[[ Excerpted records, beginning ]]

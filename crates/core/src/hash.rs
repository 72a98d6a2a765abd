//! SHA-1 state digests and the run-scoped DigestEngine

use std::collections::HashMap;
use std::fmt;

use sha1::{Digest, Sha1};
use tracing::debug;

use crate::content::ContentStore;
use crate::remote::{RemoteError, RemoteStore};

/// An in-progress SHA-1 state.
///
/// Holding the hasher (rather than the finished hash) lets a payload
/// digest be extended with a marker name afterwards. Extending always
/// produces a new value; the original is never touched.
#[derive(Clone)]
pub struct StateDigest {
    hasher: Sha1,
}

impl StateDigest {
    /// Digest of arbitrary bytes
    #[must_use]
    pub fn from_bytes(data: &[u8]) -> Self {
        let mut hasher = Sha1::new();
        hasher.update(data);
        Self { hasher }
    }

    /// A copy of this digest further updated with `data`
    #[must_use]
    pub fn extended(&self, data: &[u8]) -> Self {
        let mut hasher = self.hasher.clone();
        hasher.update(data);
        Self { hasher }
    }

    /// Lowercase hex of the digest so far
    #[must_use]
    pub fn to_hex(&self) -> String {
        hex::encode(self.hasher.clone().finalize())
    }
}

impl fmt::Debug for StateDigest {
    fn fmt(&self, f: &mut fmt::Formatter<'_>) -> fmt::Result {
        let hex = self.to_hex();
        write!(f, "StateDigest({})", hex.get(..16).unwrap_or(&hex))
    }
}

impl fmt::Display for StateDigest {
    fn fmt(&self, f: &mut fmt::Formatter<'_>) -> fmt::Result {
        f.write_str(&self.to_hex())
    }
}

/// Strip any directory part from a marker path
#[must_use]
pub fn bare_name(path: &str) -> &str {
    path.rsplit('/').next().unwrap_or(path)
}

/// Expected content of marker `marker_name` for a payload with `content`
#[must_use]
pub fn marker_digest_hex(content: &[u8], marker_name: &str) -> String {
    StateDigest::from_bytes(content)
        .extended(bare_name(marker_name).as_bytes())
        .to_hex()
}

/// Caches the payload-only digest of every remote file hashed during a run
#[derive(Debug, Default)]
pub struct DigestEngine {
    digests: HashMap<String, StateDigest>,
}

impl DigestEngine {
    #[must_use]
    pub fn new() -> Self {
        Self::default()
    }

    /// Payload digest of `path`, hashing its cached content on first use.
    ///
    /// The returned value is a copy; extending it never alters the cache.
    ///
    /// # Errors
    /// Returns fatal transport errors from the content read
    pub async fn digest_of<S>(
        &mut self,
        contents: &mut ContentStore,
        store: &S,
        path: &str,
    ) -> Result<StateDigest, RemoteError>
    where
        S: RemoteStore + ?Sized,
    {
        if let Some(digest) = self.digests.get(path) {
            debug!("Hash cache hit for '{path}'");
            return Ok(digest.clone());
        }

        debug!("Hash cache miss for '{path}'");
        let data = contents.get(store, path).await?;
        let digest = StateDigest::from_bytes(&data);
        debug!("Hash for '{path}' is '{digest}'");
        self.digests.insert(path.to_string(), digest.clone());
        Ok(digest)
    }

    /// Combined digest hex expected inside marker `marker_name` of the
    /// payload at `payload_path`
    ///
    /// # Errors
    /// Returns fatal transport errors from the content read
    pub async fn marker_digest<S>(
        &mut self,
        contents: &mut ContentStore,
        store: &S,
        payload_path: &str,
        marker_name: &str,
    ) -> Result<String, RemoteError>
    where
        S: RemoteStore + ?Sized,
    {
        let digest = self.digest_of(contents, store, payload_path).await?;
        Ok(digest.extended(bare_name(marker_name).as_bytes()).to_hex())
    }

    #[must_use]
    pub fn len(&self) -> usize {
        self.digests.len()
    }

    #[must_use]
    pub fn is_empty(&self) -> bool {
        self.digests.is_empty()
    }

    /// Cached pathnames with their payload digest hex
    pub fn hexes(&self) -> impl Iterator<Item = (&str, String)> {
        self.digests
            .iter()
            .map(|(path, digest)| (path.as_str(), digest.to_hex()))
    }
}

[[ Excerpted records, end ]]

Assignment:
What lines in the records contain the word "digests"? Return each one.

Exercise answer:
//! SHA-1 state digests and the run-scoped DigestEngine
    digests: HashMap<String, StateDigest>,
        if let Some(digest) = self.digests.get(path) {
        self.digests.insert(path.to_string(), digest.clone());
        self.digests.len()
        self.digests.is_empty()
        self.digests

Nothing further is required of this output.